Le CRA de Mayotte accueille un flux continu de familles qui, parfois, y restent seulement quelques minutes ou quelques heures. La situation sur place mérite donc d’être considérée différemment. Pour l’avoir visité plusieurs fois, je vous assure qu’il n’est pas tout à fait comparable aux CRA situés sur le territoire métropolitain.
Les reconduites à la frontière à Mayotte concernant essentiellement des familles, le Gouvernement a besoin d’un peu plus de temps – je propose une année supplémentaire – pour adapter sa politique aux spécificités de ce territoire.

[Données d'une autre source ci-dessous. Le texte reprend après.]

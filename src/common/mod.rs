//! Shared error type and small helpers

pub mod error;

pub use error::{Error, Result};
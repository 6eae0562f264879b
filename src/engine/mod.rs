//! Tunnel engine collaborator
//!
//! The engine owns the data plane; this crate only hands it assembled
//! configurations. `NoopEngine` stands in when running headless.

use crate::assemble::TunnelConfig;
use crate::Result;
use async_trait::async_trait;
use parking_lot::Mutex;
use serde::{Deserialize, Serialize};
use std::sync::atomic::{AtomicBool, Ordering};
use tracing::info;

/// Descriptor of the OS capture interface handed to the engine alongside
/// the tunnel config. Setup of the interface itself is external.
#[derive(Debug, Clone, PartialEq, Eq, Serialize, Deserialize)]
pub struct CaptureInterface {
    pub name: String,
    pub mtu: u32,
    /// Pre-opened device fd, when the host hands one over.
    pub fd: Option<i32>,
}

impl Default for CaptureInterface {
    fn default() -> Self {
        CaptureInterface {
            name: "tun0".to_string(),
            mtu: 1500,
            fd: None,
        }
    }
}

/// Start/stop surface of the external tunnel engine.
#[async_trait]
pub trait TunnelEngine: Send + Sync {
    async fn start(&self, config: &TunnelConfig, capture: &CaptureInterface) -> Result<()>;
    async fn stop(&self) -> Result<()>;
    async fn version(&self) -> Result<String>;
}

/// Engine stub that accepts every config. Useful for headless runs and for
/// exercising the selection loop without a data plane.
#[derive(Default)]
pub struct NoopEngine {
    running: AtomicBool,
    last_config: Mutex<Option<TunnelConfig>>,
}

impl NoopEngine {
    pub fn new() -> Self {
        Self::default()
    }

    pub fn is_running(&self) -> bool {
        self.running.load(Ordering::SeqCst)
    }

    pub fn last_config(&self) -> Option<TunnelConfig> {
        self.last_config.lock().clone()
    }
}

#[async_trait]
impl TunnelEngine for NoopEngine {
    async fn start(&self, config: &TunnelConfig, capture: &CaptureInterface) -> Result<()> {
        info!(interface = %capture.name, outbounds = config.outbounds.len(), "noop engine start");
        *self.last_config.lock() = Some(config.clone());
        self.running.store(true, Ordering::SeqCst);
        Ok(())
    }

    async fn stop(&self) -> Result<()> {
        info!("noop engine stop");
        self.running.store(false, Ordering::SeqCst);
        Ok(())
    }

    async fn version(&self) -> Result<String> {
        Ok("noop-0".to_string())
    }
}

En résumé, je suis tout à fait prêt à me livrer à l’exercice de transparence demandé par le Parlement.
Si l’amendement n° 160 est adopté, le Parlement pourra obtenir de la part du Gouvernement toutes les informations qu’il demande sur les zones d’attente et autres lieux de rétention.
Mme la présidente. La parole est à M. Guy Benarroche, pour explication de vote.
M. Guy Benarroche. Monsieur le ministre, je reconnais qu’il n’y a plus de mineurs de moins de 16 ans dans les centres de rétention.
Puisqu’il y aura de moins en moins de mineurs dans les CRA, les chiffres que nous demandons auront une valeur d’autant plus significative. Je remercie Mme Marie-Pierre de La Gontrie d’avoir formulé une telle demande de précision.
Mais il serait également important de connaître le nombre – j’ai noté votre engagement de nous le communiquer, monsieur le ministre – d’enfants assignés à résidence avec leurs parents.
Je maintiens donc mon amendement.
Mme la présidente. La parole est à M. le ministre.
M. Gérald Darmanin, ministre. Monsieur le sénateur Benarroche, ne voyez aucune malice de notre part dans le fait d’avoir émis un avis favorable sur l’amendement n° 160, dont l’adoption aurait pour conséquence de faire tomber le vôtre.
D’ailleurs, si les auteurs de l’amendement n° 160 souhaitent le rectifier pour y ajouter une référence aux mineurs assignés à résidence, je n’y verrai aucun inconvénient. (Marques d’assentiment au banc des commissions.) Le Gouvernement n’a rien à cacher en la matière. Il partagera volontiers les informations concernées avec les parlementaires, ainsi qu’avec la Défenseure des droits.
Mme la présidente. Mes chers collègues, nous allons interrompre nos travaux pour quelques instants.
La séance est suspendue.
(La séance, suspendue à vingt et une heures cinquante, est reprise à vingt et une heures cinquante-cinq.)
Mme la présidente. La séance est reprise.
Madame de La Gontrie, acceptez-vous de rectifier votre amendement dans le sens suggéré par M. le ministre ?
Mme Marie-Pierre de La Gontrie. Oui, madame la présidente. Nous pourrions ainsi insérer à l’alinéa 10, après le mot : « rétention », les mots : « ou en zone d’attente ou assignés à résidence ».
Mme la présidente. Ma chère collègue, une telle rédaction poserait un problème d’intelligibilité de la loi. Je vous propose donc d’en rester à la rédaction initiale de l’amendement n° 160, quitte à retravailler le dispositif dans le cadre de la navette parlementaire.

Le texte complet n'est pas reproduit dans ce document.